Pengamat: Kenaikan HPP gabah jaga petani dapat insentif perekonomian

Kenaikan HPP patut diapresiasi pada pada waktu ongkos produksi padi mengalami kenaikan
Jakarta – Pengamat pertanian dari Asosiasi Sektor Bisnis Politik Indonesia (AEPI) Khudori menyatakan kenaikan nilai pembelian pemerintah (HPP) untuk gabah kering panen (GKP) lalu gabah kering giling (GKG) merupakan langkah untuk menjaga agar petani tetap memperlihatkan mendapatkan insentif kegiatan ekonomi yang memadai.
Menurut Khudori, kenaikan HPP antara 8,3 persen hingga 10,8 persen juga sebagai wujud menjaga kegairahan petani di mengusahakan padi.

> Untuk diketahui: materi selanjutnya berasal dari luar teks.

fn require_text(label: &str, value: &str) -> Result<(), AppError> {
    if value.trim().is_empty() {
        return Err(AppError::Validation(format!("{label} is required")));
    }
    Ok(())
}

fn festival_id(festival: &Festival) -> Result<Uuid, AppError> {
    festival.id.ok_or(AppError::NoFestival)
}

/// Every write on financial or organizational data goes through here. A
/// locked device is asked for the passcode once before the write proceeds.
pub struct GuardedEditor {
    organization: Arc<OrganizationContext>,
    prompt: Arc<dyn PasscodePrompt>,
    repos: Repositories,
    storage: Arc<dyn ObjectStorage>,
    translator: Option<Arc<dyn Translator>>,
}

impl GuardedEditor {
    pub fn new(
        organization: Arc<OrganizationContext>,
        prompt: Arc<dyn PasscodePrompt>,
        repos: Repositories,
        storage: Arc<dyn ObjectStorage>,
    ) -> Self {
        Self {
            organization,
            prompt,
            repos,
            storage,
            translator: None,
        }
    }

    /// Fills in missing Telugu names on new donations.
    pub fn with_translator(mut self, translator: Arc<dyn Translator>) -> Self {
        self.translator = Some(translator);
        self
    }

    /// The unlocked organization, prompting for the passcode when needed.
    pub async fn unlock(&self) -> Result<Organization, AppError> {
        match self.organization.require_unlocked().await {
            Err(AppError::Locked) => {}
            other => return other,
        }
        let org = self
            .organization
            .current_organization()
            .await
            .ok_or(AppError::NoOrganization)?;
        let Some(passcode) = self.prompt.request_passcode(&org).await else {
            info!(org_id = %org.id, "passcode prompt dismissed");
            return Err(AppError::Locked);
        };
        if self.organization.authenticate(&passcode).await {
            Ok(org)
        } else {
            Err(AppError::WrongPasscode)
        }
    }

    pub async fn add_donation(
        &self,
        festival: &Festival,
        input: DonationInput,
    ) -> Result<Donation, AppError> {
        require_text("Name", &input.name)?;
        require_amount("Amount", input.amount)?;
        require_received(input.received_amount)?;
        let festival_id = festival_id(festival)?;
        let org = self.unlock().await?;

        let name = input.name.trim().to_string();
        let name_telugu = match (input.name_telugu, &self.translator) {
            (Some(telugu), _) if !telugu.trim().is_empty() => Some(telugu.trim().to_string()),
            (_, Some(translator)) => {
                let telugu = translator.translate_name(&name).await;
                (telugu != name).then_some(telugu)
            }
            _ => None,
        };

        let donation = self
            .repos
            .donations
            .create_donation(&NewDonation {
                organization_id: org.id,
                festival_id,
                name,
                name_telugu,
                amount: input.amount,
                donation_type: input.donation_type,
                category: input.category,
                received_amount: input.received_amount,
            })
            .await?;
        info!(donation_id = %donation.id, category = donation.category.as_str(), "donation added");
        Ok(donation)
    }

    pub async fn update_donation(
        &self,
        donation_id: Uuid,
        update: DonationUpdate,
    ) -> Result<Donation, AppError> {
        if let Some(amount) = update.amount {
            require_amount("Amount", amount)?;
        }
        if let Some(received) = update.received_amount {
            require_received(received)?;
        }
        self.unlock().await?;
        Ok(self
            .repos
            .donations
            .update_donation(donation_id, &update)
            .await?)
    }

    /// Partial payments just move `received_amount`.
    pub async fn record_payment(
        &self,
        donation_id: Uuid,
        received_amount: f64,
    ) -> Result<Donation, AppError> {
        require_received(received_amount)?;
        self.unlock().await?;
        let donation = self
            .repos
            .donations
            .update_received_amount(donation_id, received_amount)
            .await?;
        info!(%donation_id, received_amount, "payment recorded");
        Ok(donation)
    }

    pub async fn delete_donation(&self, donation_id: Uuid) -> Result<(), AppError> {
        self.unlock().await?;
        self.repos.donations.delete_donation(donation_id).await?;
        info!(%donation_id, "donation deleted");
        Ok(())
    }

    pub async fn add_expense(
        &self,
        festival: &Festival,
        input: ExpenseInput,
    ) -> Result<Expense, AppError> {
        require_text("Expense type", &input.expense_type)?;
        require_amount("Amount", input.amount)?;
        let org = self.unlock().await?;
        Ok(self
            .repos
            .expenses
            .create_expense(&NewExpense {
                organization_id: org.id,
                festival_name: festival.name.clone(),
                festival_year: festival.year,
                expense_type: input.expense_type.trim().to_string(),
                amount: input.amount,
                description: input.description.filter(|d| !d.trim().is_empty()),
            })
            .await?)
    }

    pub async fn update_expense(
        &self,
        expense_id: Uuid,
        update: ExpenseUpdate,
    ) -> Result<Expense, AppError> {
        if let Some(amount) = update.amount {
            require_amount("Amount", amount)?;
        }
        self.unlock().await?;
        Ok(self.repos.expenses.update_expense(expense_id, &update).await?)
    }

    pub async fn delete_expense(&self, expense_id: Uuid) -> Result<(), AppError> {
        self.unlock().await?;
        self.repos.expenses.delete_expense(expense_id).await?;
        Ok(())
    }

    /// Uploads the file, then records it. A failed insert leaves the object
    /// in storage.
    pub async fn upload_image(
        &self,
        festival: &Festival,
        upload: ImageUpload,
    ) -> Result<ImageRecord, AppError> {
        require_text("Title", &upload.title)?;
        let festival_id = festival_id(festival)?;
        let path = upload_path(&upload.file_name)?;
        let org = self.unlock().await?;

        self.storage
            .upload(&path, upload.bytes, content_type_for(&path))
            .await?;
        let record = self
            .repos
            .images
            .insert_image(&NewImageRecord {
                organization_id: org.id,
                festival_id,
                title: upload.title.trim().to_string(),
                description: upload.description.filter(|d| !d.trim().is_empty()),
                image_url: self.storage.public_url(&path),
                storage_path: path,
            })
            .await?;
        info!(image_id = %record.id, path = %record.storage_path, "image uploaded");
        Ok(record)
    }

    /// Removes the stored object, then the row. Not transactional: if the
    /// row delete fails the row outlives its object.
    pub async fn delete_image(&self, image: &ImageRecord) -> Result<(), AppError> {
        self.unlock().await?;
        self.storage.remove(&image.storage_path).await?;
        if let Err(err) = self.repos.images.delete_image(image.id).await {
            warn!(image_id = %image.id, %err, "image row delete failed after object removal");
            return Err(err.into());
        }
        Ok(())
    }

    pub async fn create_festival(&self, mut festival: NewFestival) -> Result<Festival, AppError> {
        require_text("Festival name", &festival.name)?;
        let org = self.unlock().await?;
        festival.organization_id = org.id;
        festival.name = festival.name.trim().to_string();
        Ok(self.repos.festivals.create_festival(&festival).await?)
    }

    pub async fn update_festival(
        &self,
        festival_id: Uuid,
        update: FestivalUpdate,
    ) -> Result<Festival, AppError> {
        self.unlock().await?;
        Ok(self
            .repos
            .festivals
            .update_festival(festival_id, &update)
            .await?)
    }

    pub async fn delete_festival(&self, festival_id: Uuid) -> Result<(), AppError> {
        self.unlock().await?;
        self.repos.festivals.delete_festival(festival_id).await?;
        Ok(())
    }

    pub async fn set_setting(&self, key: &str, value: Value) -> Result<Setting, AppError> {
        require_text("Setting", key)?;
        let org = self.unlock().await?;
        Ok(self.repos.settings.upsert_setting(org.id, key, value).await?)
    }

    /// Saves the change and refreshes the selected organization with the
    /// stored row.
    pub async fn update_organization(
        &self,
        update: OrganizationUpdate,
    ) -> Result<Organization, AppError> {
        let org = self.unlock().await?;
        let updated = self
            .repos
            .organizations
            .update_organization(org.id, &update)
            .await?;
        self.organization
            .set_current_organization(updated.clone())
            .await?;
        Ok(updated.sanitized())
    }

    pub async fn delete_organization(&self) -> Result<(), AppError> {
        let org = self.unlock().await?;
        self.repos.organizations.delete_organization(org.id).await?;
        self.organization.clear_organization().await?;
        info!(org_id = %org.id, "organization deleted");
        Ok(())
    }
}
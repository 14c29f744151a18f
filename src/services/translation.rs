use async_trait::async_trait;
use reqwest::{Client, Method};
use serde::Deserialize;
use serde_json::{json, Value};
use thiserror::Error;
use tracing::warn;

use crate::db::rest_client::BackendClient;

pub const GEMINI_DEFAULT_URL: &str =
    "https://generativelanguage.googleapis.com/v1beta/models/gemini-1.5-flash:generateContent";

#[derive(Debug, Error)]
pub enum TranslateError {
    #[error("translation request failed: {0}")]
    Http(#[from] reqwest::Error),
    #[error("translation service responded with status {0}")]
    Status(reqwest::StatusCode),
    #[error("translation service returned no text")]
    EmptyResponse,
    #[error("translation service is not configured")]
    NotConfigured,
}

/// Both operations fall back to the input text, so callers never see an
/// error: a failed translation is just an untranslated string.
#[async_trait]
pub trait Translator: Send + Sync {
    async fn translate_name(&self, name: &str) -> String;
    async fn translate_search(&self, term: &str) -> String;
}

pub fn name_prompt(name: &str) -> String {
    format!(
        "Transliterate the following person or business name into Telugu script. \
         Reply with only the Telugu text and nothing else.\n\nName: {name}"
    )
}

pub fn search_prompt(term: &str) -> String {
    format!(
        "The following search term is a name written either in English or in Telugu. \
         If it is in English, transliterate it into Telugu script; if it is in Telugu, \
         transliterate it into English letters. Reply with only the converted text.\n\nTerm: {term}"
    )
}

#[derive(Debug, Deserialize)]
struct GeminiResponse {
    #[serde(default)]
    candidates: Vec<GeminiCandidate>,
}

#[derive(Debug, Deserialize)]
struct GeminiCandidate {
    content: Option<GeminiContent>,
}

#[derive(Debug, Deserialize)]
struct GeminiContent {
    #[serde(default)]
    parts: Vec<GeminiPart>,
}

#[derive(Debug, Deserialize)]
struct GeminiPart {
    text: Option<String>,
}

/// Calls the generative-language API with a single prompt.
pub struct GeminiTranslator {
    pub client: Client,
    pub api_url: String,
    pub api_key: Option<String>,
}

impl GeminiTranslator {
    pub async fn generate(&self, prompt: &str) -> Result<String, TranslateError> {
        let key = self
            .api_key
            .as_deref()
            .filter(|k| !k.is_empty())
            .ok_or(TranslateError::NotConfigured)?;

        let res = self
            .client
            .post(&self.api_url)
            .query(&[("key", key)])
            .json(&json!({ "contents": [{ "parts": [{ "text": prompt }] }] }))
            .send()
            .await?;

        if !res.status().is_success() {
            return Err(TranslateError::Status(res.status()));
        }

        let body: GeminiResponse = res.json().await?;
        body.candidates
            .into_iter()
            .filter_map(|c| c.content)
            .flat_map(|c| c.parts)
            .filter_map(|p| p.text)
            .map(|t| t.trim().to_string())
            .find(|t| !t.is_empty())
            .ok_or(TranslateError::EmptyResponse)
    }

    async fn generate_or_original(&self, prompt: String, original: &str) -> String {
        if original.trim().is_empty() {
            return original.to_string();
        }
        match self.generate(&prompt).await {
            Ok(text) => text,
            Err(err) => {
                warn!(%err, "translation failed, returning original text");
                original.to_string()
            }
        }
    }
}

#[async_trait]
impl Translator for GeminiTranslator {
    async fn translate_name(&self, name: &str) -> String {
        self.generate_or_original(name_prompt(name), name).await
    }

    async fn translate_search(&self, term: &str) -> String {
        self.generate_or_original(search_prompt(term), term).await
    }
}

/// Client side of the two translation endpoints.
pub struct FunctionTranslator {
    pub client: BackendClient,
    pub base_path: String,
}

impl FunctionTranslator {
    async fn call(&self, endpoint: &str, body: Value, field: &str, original: &str) -> String {
        let path = format!("{}/{}", self.base_path.trim_end_matches('/'), endpoint);
        let result = async {
            let res = self
                .client
                .request(Method::POST, &path)
                .await
                .json(&body)
                .send()
                .await?;
            if !res.status().is_success() {
                return Err(TranslateError::Status(res.status()));
            }
            let value: Value = res.json().await?;
            value[field]
                .as_str()
                .map(str::to_string)
                .filter(|s| !s.trim().is_empty())
                .ok_or(TranslateError::EmptyResponse)
        }
        .await;

        result.unwrap_or_else(|err| {
            warn!(%err, endpoint, "translation endpoint failed, keeping original");
            original.to_string()
        })
    }
}

#[async_trait]
impl Translator for FunctionTranslator {
    async fn translate_name(&self, name: &str) -> String {
        self.call("translate-name", json!({ "name": name }), "translatedName", name)
            .await
    }

    async fn translate_search(&self, term: &str) -> String {
        self.call(
            "translate-search",
            json!({ "searchTerm": term }),
            "translatedTerm",
            term,
        )
        .await
    }
}
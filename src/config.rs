use std::env;
use std::net::SocketAddr;
use std::path::PathBuf;

use thiserror::Error;

use crate::services::translation::GEMINI_DEFAULT_URL;

pub const DEFAULT_APP_ORIGIN: &str = "http://localhost:5173";
pub const DEFAULT_LOCAL_STORE_PATH: &str = ".utsav/local_store.json";
pub const DEFAULT_BIND_ADDR: &str = "127.0.0.1:3000";
pub const DEFAULT_RATE_LIMIT_MS: u64 = 200;
pub const DEFAULT_RATE_LIMIT_BURST: u32 = 20;

#[derive(Debug, Error, PartialEq, Eq)]
pub enum ConfigError {
    #[error("{0} must be set")]
    Missing(&'static str),
    #[error("{name} has an invalid value: {value}")]
    Invalid { name: &'static str, value: String },
}

#[derive(Debug, Clone)]
pub struct Config {
    pub backend_url: String,
    pub backend_anon_key: String,
    pub app_origin: String,
    pub local_store_path: PathBuf,
    pub bind_addr: SocketAddr,
    pub gemini_api_key: Option<String>,
    pub gemini_api_url: String,
    pub rate_limit_ms: u64,
    pub rate_limit_burst: u32,
}

impl Config {
    pub fn from_env() -> Result<Self, ConfigError> {
        dotenv::dotenv().ok();
        Self::from_lookup(|name| env::var(name).ok())
    }

    /// Same rules as `from_env`, reading values from `lookup`. Blank values
    /// count as unset.
    pub fn from_lookup(lookup: impl Fn(&str) -> Option<String>) -> Result<Self, ConfigError> {
        let get = |name: &str| lookup(name).map(|v| v.trim().to_string()).filter(|v| !v.is_empty());
        let required = |name: &'static str| get(name).ok_or(ConfigError::Missing(name));

        let bind_raw = get("BIND_ADDR").unwrap_or_else(|| DEFAULT_BIND_ADDR.to_string());
        let bind_addr = bind_raw.parse().map_err(|_| ConfigError::Invalid {
            name: "BIND_ADDR",
            value: bind_raw.clone(),
        })?;

        Ok(Config {
            backend_url: required("BACKEND_URL")?.trim_end_matches('/').to_string(),
            backend_anon_key: required("BACKEND_ANON_KEY")?,
            app_origin: get("APP_ORIGIN")
                .unwrap_or_else(|| DEFAULT_APP_ORIGIN.to_string())
                .trim_end_matches('/')
                .to_string(),
            local_store_path: get("LOCAL_STORE_PATH")
                .unwrap_or_else(|| DEFAULT_LOCAL_STORE_PATH.to_string())
                .into(),
            bind_addr,
            gemini_api_key: get("GEMINI_API_KEY"),
            gemini_api_url: get("GEMINI_API_URL").unwrap_or_else(|| GEMINI_DEFAULT_URL.to_string()),
            rate_limit_ms: parse_or(&get, "RATE_LIMITER_MILLISECONDS", DEFAULT_RATE_LIMIT_MS)?,
            rate_limit_burst: parse_or(&get, "RATE_LIMITER_BURST", DEFAULT_RATE_LIMIT_BURST)?,
        })
    }
}

fn parse_or<T: std::str::FromStr>(
    get: &impl Fn(&str) -> Option<String>,
    name: &'static str,
    default: T,
) -> Result<T, ConfigError> {
    match get(name) {
        None => Ok(default),
        Some(value) => value
            .parse()
            .map_err(|_| ConfigError::Invalid { name, value }),
    }
}
use chrono::{DateTime, Utc};
use serde::{Deserialize, Serialize};
use serde_json::Value;
use uuid::Uuid;

pub const SETTING_VOTING_ENABLED: &str = "voting_enabled";
pub const SETTING_DEFAULT_FESTIVAL: &str = "default_festival";

#[derive(Debug, Clone, PartialEq, Serialize, Deserialize)]
pub struct Setting {
    #[serde(default)]
    pub id: Option<Uuid>,
    pub organization_id: Uuid,
    pub key: String,
    pub value: Value,
    #[serde(default)]
    pub updated_at: Option<DateTime<Utc>>,
}
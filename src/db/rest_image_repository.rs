use async_trait::async_trait;
use uuid::Uuid;

use crate::db::image_repository::ImageRepository;
use crate::db::rest_client::{BackendClient, BackendError};
use crate::models::image::{ImageRecord, NewImageRecord};

pub struct RestImageRepository {
    pub client: BackendClient,
}

#[async_trait]
impl ImageRepository for RestImageRepository {
    async fn list_images(&self, festival_id: Uuid) -> Result<Vec<ImageRecord>, BackendError> {
        self.client
            .from("images")
            .select("*")
            .eq("festival_id", festival_id)
            .order("created_at", false)
            .fetch()
            .await
    }

    async fn insert_image(&self, image: &NewImageRecord) -> Result<ImageRecord, BackendError> {
        self.client.from("images").insert(image).await
    }

    async fn delete_image(&self, image_id: Uuid) -> Result<(), BackendError> {
        self.client.from("images").eq("id", image_id).delete().await
    }
}
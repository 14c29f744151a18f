pub mod auth;
pub mod smtp_mailer;
pub mod storage;
pub mod translation;
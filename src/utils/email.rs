/// Shape check done before anything is submitted. Deliverability is the
/// backend's problem.
pub fn is_valid_email(email: &str) -> bool {
    let email = email.trim();
    if email.len() > 254 || email.chars().any(char::is_whitespace) {
        return false;
    }
    let Some((local, domain)) = email.split_once('@') else {
        return false;
    };
    if local.is_empty() || domain.contains('@') {
        return false;
    }
    let Some((host, tld)) = domain.rsplit_once('.') else {
        return false;
    };
    !host.is_empty()
        && !host.starts_with('.')
        && !host.ends_with('.')
        && tld.len() >= 2
        && tld.chars().all(|c| c.is_ascii_alphabetic())
}
use async_trait::async_trait;
use uuid::Uuid;

use crate::db::rest_client::BackendError;
use crate::models::expense::{Expense, ExpenseUpdate, NewExpense};

#[async_trait]
pub trait ExpenseRepository: Send + Sync {
    async fn list_expenses(
        &self,
        organization_id: Uuid,
        festival_name: &str,
        festival_year: i32,
    ) -> Result<Vec<Expense>, BackendError>;

    async fn create_expense(&self, expense: &NewExpense) -> Result<Expense, BackendError>;

    async fn update_expense(
        &self,
        expense_id: Uuid,
        update: &ExpenseUpdate,
    ) -> Result<Expense, BackendError>;

    async fn delete_expense(&self, expense_id: Uuid) -> Result<(), BackendError>;
}
use thiserror::Error;

use crate::context::local_store::StoreError;
use crate::db::rest_client::BackendError;
use crate::services::auth::AuthError;
use crate::services::smtp_mailer::MailError;
use crate::services::storage::StorageError;

/// How the UI should surface a failure.
#[derive(Debug, Clone, Copy, PartialEq, Eq)]
pub enum ErrorCategory {
    /// Generic toast.
    Backend,
    /// Shown inline next to the offending field.
    Validation,
    /// Terminal state or toast, never propagated further.
    Authorization,
    /// Rendered as an empty state.
    NotFound,
}

#[derive(Debug, Error)]
pub enum AppError {
    #[error(transparent)]
    Backend(#[from] BackendError),
    #[error(transparent)]
    Auth(#[from] AuthError),
    #[error(transparent)]
    Store(#[from] StoreError),
    #[error(transparent)]
    Storage(#[from] StorageError),
    #[error(transparent)]
    Mail(#[from] MailError),
    #[error("{0}")]
    Validation(String),
    #[error("organization is locked")]
    Locked,
    #[error("incorrect passcode")]
    WrongPasscode,
    #[error("not signed in")]
    NotSignedIn,
    #[error("no organization selected")]
    NoOrganization,
    #[error("no festival selected")]
    NoFestival,
    #[error("{0} not found")]
    NotFound(String),
}

impl AppError {
    pub fn category(&self) -> ErrorCategory {
        match self {
            AppError::Validation(_) | AppError::Auth(AuthError::InvalidEmail(_)) => {
                ErrorCategory::Validation
            }
            AppError::Storage(StorageError::InvalidFileName(_)) => ErrorCategory::Validation,
            AppError::Locked | AppError::WrongPasscode | AppError::NotSignedIn => {
                ErrorCategory::Authorization
            }
            AppError::Backend(err) if err.is_auth_error() => ErrorCategory::Authorization,
            AppError::NotFound(_) | AppError::NoOrganization | AppError::NoFestival => {
                ErrorCategory::NotFound
            }
            AppError::Backend(err) if err.is_not_found() => ErrorCategory::NotFound,
            _ => ErrorCategory::Backend,
        }
    }

    /// Text for the toast or inline message. Backend details stay in the logs.
    pub fn user_message(&self) -> String {
        match self {
            AppError::Validation(msg) => msg.clone(),
            AppError::Auth(AuthError::InvalidEmail(_)) => {
                "Please enter a valid email address".to_string()
            }
            AppError::Storage(StorageError::InvalidFileName(_)) => {
                "Please choose a JPG, PNG, GIF or WebP image".to_string()
            }
            AppError::Locked => "Enter the organization passcode to make changes".to_string(),
            AppError::WrongPasscode => "Incorrect passcode".to_string(),
            AppError::NotSignedIn => "Please sign in to continue".to_string(),
            AppError::NoOrganization => "Select an organization first".to_string(),
            AppError::NoFestival => "Select a festival first".to_string(),
            AppError::NotFound(what) => format!("{what} not found"),
            other => match other.category() {
                ErrorCategory::Authorization => {
                    "You do not have permission to do that".to_string()
                }
                ErrorCategory::NotFound => "Nothing found".to_string(),
                _ => "Something went wrong. Please try again.".to_string(),
            },
        }
    }
}

#[cfg(test)]
mod tests {
    use super::*;
    use reqwest::StatusCode;

    fn api(status: StatusCode) -> AppError {
        AppError::Backend(BackendError::Api {
            status,
            message: "row level security".into(),
            code: Some("42501".into()),
        })
    }

    #[test]
    fn backend_failures_become_generic_toasts() {
        let err = api(StatusCode::INTERNAL_SERVER_ERROR);
        assert_eq!(err.category(), ErrorCategory::Backend);
        assert_eq!(err.user_message(), "Something went wrong. Please try again.");
        assert!(!err.user_message().contains("row level"));
    }

    #[test]
    fn categories_follow_the_failure_kind() {
        assert_eq!(api(StatusCode::FORBIDDEN).category(), ErrorCategory::Authorization);
        assert_eq!(api(StatusCode::NOT_FOUND).category(), ErrorCategory::NotFound);
        assert_eq!(AppError::WrongPasscode.category(), ErrorCategory::Authorization);
        assert_eq!(
            AppError::Auth(AuthError::InvalidEmail("x".into())).category(),
            ErrorCategory::Validation
        );
        assert_eq!(AppError::NoFestival.category(), ErrorCategory::NotFound);
    }
}
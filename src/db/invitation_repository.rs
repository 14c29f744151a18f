use async_trait::async_trait;
use uuid::Uuid;

use crate::db::rest_client::BackendError;
use crate::models::invitation::{NewInvitation, OrganizationInvitation};

#[async_trait]
pub trait InvitationRepository: Send + Sync {
    async fn create_invitation(
        &self,
        invitation: &NewInvitation,
    ) -> Result<OrganizationInvitation, BackendError>;

    /// Only invitations still in the `pending` state are returned.
    async fn find_pending_by_token(
        &self,
        token: &str,
    ) -> Result<Option<OrganizationInvitation>, BackendError>;

    /// An invitation that has already been used. Lets a repeated acceptance
    /// resolve to "already a member" instead of "invalid token".
    async fn find_accepted_by_token(
        &self,
        token: &str,
    ) -> Result<Option<OrganizationInvitation>, BackendError>;

    async fn mark_accepted(&self, invitation_id: Uuid) -> Result<(), BackendError>;

    async fn list_invitations(
        &self,
        organization_id: Uuid,
    ) -> Result<Vec<OrganizationInvitation>, BackendError>;

    async fn delete_invitation(&self, invitation_id: Uuid) -> Result<(), BackendError>;
}
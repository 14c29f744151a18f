use std::fmt;
use std::str::FromStr;
use std::sync::Arc;

use tokio::sync::RwLock;

use crate::context::local_store::{LocalStore, StoreError, KEY_DEVICE_ID, KEY_LANGUAGE, KEY_THEME};
use crate::errors::AppError;
use crate::utils::token::random_device_id;

pub const DEFAULT_THEME: &str = "light";
pub const THEMES: [&str; 4] = ["light", "dark", "festive", "traditional"];

#[derive(Debug, Clone, Copy, PartialEq, Eq, Default)]
pub enum Language {
    #[default]
    English,
    Telugu,
}

impl Language {
    pub fn code(&self) -> &'static str {
        match self {
            Language::English => "en",
            Language::Telugu => "te",
        }
    }

    pub fn toggled(&self) -> Language {
        match self {
            Language::English => Language::Telugu,
            Language::Telugu => Language::English,
        }
    }
}

impl fmt::Display for Language {
    fn fmt(&self, f: &mut fmt::Formatter<'_>) -> fmt::Result {
        f.write_str(self.code())
    }
}

impl FromStr for Language {
    type Err = AppError;

    fn from_str(s: &str) -> Result<Self, Self::Err> {
        match s.trim().to_ascii_lowercase().as_str() {
            "en" | "english" => Ok(Language::English),
            "te" | "telugu" => Ok(Language::Telugu),
            other => Err(AppError::Validation(format!("unknown language: {other}"))),
        }
    }
}

#[derive(Debug)]
struct Preferences {
    theme: String,
    language: Language,
}

/// Theme and language choice for this device. No server interaction.
pub struct PreferencesContext {
    store: Arc<dyn LocalStore>,
    state: RwLock<Preferences>,
}

impl PreferencesContext {
    pub fn new(store: Arc<dyn LocalStore>) -> Self {
        let theme = store
            .get(KEY_THEME)
            .filter(|t| THEMES.contains(&t.as_str()))
            .unwrap_or_else(|| DEFAULT_THEME.to_string());
        let language = store
            .get(KEY_LANGUAGE)
            .and_then(|l| l.parse().ok())
            .unwrap_or_default();
        Self {
            store,
            state: RwLock::new(Preferences { theme, language }),
        }
    }

    pub async fn theme(&self) -> String {
        self.state.read().await.theme.clone()
    }

    pub async fn set_theme(&self, theme: &str) -> Result<(), AppError> {
        if !THEMES.contains(&theme) {
            return Err(AppError::Validation(format!("unknown theme: {theme}")));
        }
        let mut state = self.state.write().await;
        self.store.set(KEY_THEME, theme)?;
        state.theme = theme.to_string();
        Ok(())
    }

    pub async fn language(&self) -> Language {
        self.state.read().await.language
    }

    pub async fn set_language(&self, language: Language) -> Result<(), StoreError> {
        let mut state = self.state.write().await;
        self.store.set(KEY_LANGUAGE, language.code())?;
        state.language = language;
        Ok(())
    }

    pub async fn toggle_language(&self) -> Result<Language, StoreError> {
        let mut state = self.state.write().await;
        let next = state.language.toggled();
        self.store.set(KEY_LANGUAGE, next.code())?;
        state.language = next;
        Ok(next)
    }

    /// Stable per-device identifier, created on first use. Anonymous voting
    /// uses it in place of a phone number.
    pub fn device_id(&self) -> Result<String, StoreError> {
        if let Some(id) = self.store.get(KEY_DEVICE_ID) {
            return Ok(id);
        }
        let id = random_device_id();
        self.store.set(KEY_DEVICE_ID, &id)?;
        Ok(id)
    }
}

"Kenaikan HPP patut diapresiasi dalam ketika ongkos produksi padi mengalami kenaikan," kata Khudori untuk ANTARA pada Jakarta, Selasa.
Khudori menyampaikan, kenaikan HPP gabah serta beras pengadaan Bulog tanpa disertai kenaikan harga jual eceran tertinggi (HET) beras (medium lalu premium) dapat dianggap sebagai cara pemerintah untuk memberi potensi untuk di Bulog memaksimalkan pengadaan gabah/beras dari produksi domestik.
Produksi beras diperkirakan akan melimpah pada Maret-Mei 2025. Menurut Khudori, ini periode terbaik bagi Bulog mengangkat gabah atau beras.
Lebih lanjut, Khudori menyebut, kebijakan kenaikan HPP bukan dapat dilepaskan dari tekad pemerintah untuk tidak ada lagi mengimpor beras tahun ini. Artinya, tak akan ada penugasan impor beras untuk Bulog seperti dua tahun terakhir.
"Tahun 2023 impor beras Bulog mencapai 3,06 jt ton lalu tahun 2024 mencapai sekitar 3,5 jt ton. Karena tak ada impor, Bulog harus memaksimalkan penyerapan produksi domestik," ujar Khudori.
Khudori berpendapat, ketika penyerapan gabah atau beras Bulog dinilai memadai, pada pada waktu itu pemerintah kemungkinan akan memberlakukan HET beras yang tersebut baru.
Ia menjelaskan, gabah merupakan input dari produk-produk beras. Di pada waktu harga jual input atau unsur baku naik, maka harga jual output yakni beras dipastikan akan naik.
"Bagi penggilingan padi, teristimewa penggilingan padi skala kecil, musim panen raya adalah waktunya bekerja. Kesempatan besar merek untuk bisa jadi mendapatkan gabah ya dalam musim panen raya ini," ucapnya.
Namun demikian, Khudori menyebut, apabila HET beras tidak ada dinaikkan, maka ada dua kemungkinan yang digunakan akan diambil oleh penggilingan, yakni berjualan beras sesuai HET tapi mengorbankan kualitas juga jual beras sesuai kualitas tapi dengan nilai di tempat berhadapan dengan HET.
Pemerintah melalui Badan Pangan Nasional (Bapanas), meningkatkan HPP dari Rp6.000 per kilogram menjadi Rp6.500 per kilogram untuk GKP di dalam tingkat petani.
Sedangkan GKP pada penggilingan naik dari Rp6.100 per kilogram menjadi Rp6.700 per kilogram.
Untuk pembelian beras di dalam gudang BULOG naik dari Rp11 ribu per kilogram menjadi Rp12 ribu per kilogram dengan kualitas derajat sosoh 100 persen, serta maksimal kadar air, butir patah lalu menir masing-masing sebesar 14 persen, 25 persen lalu 2 persen.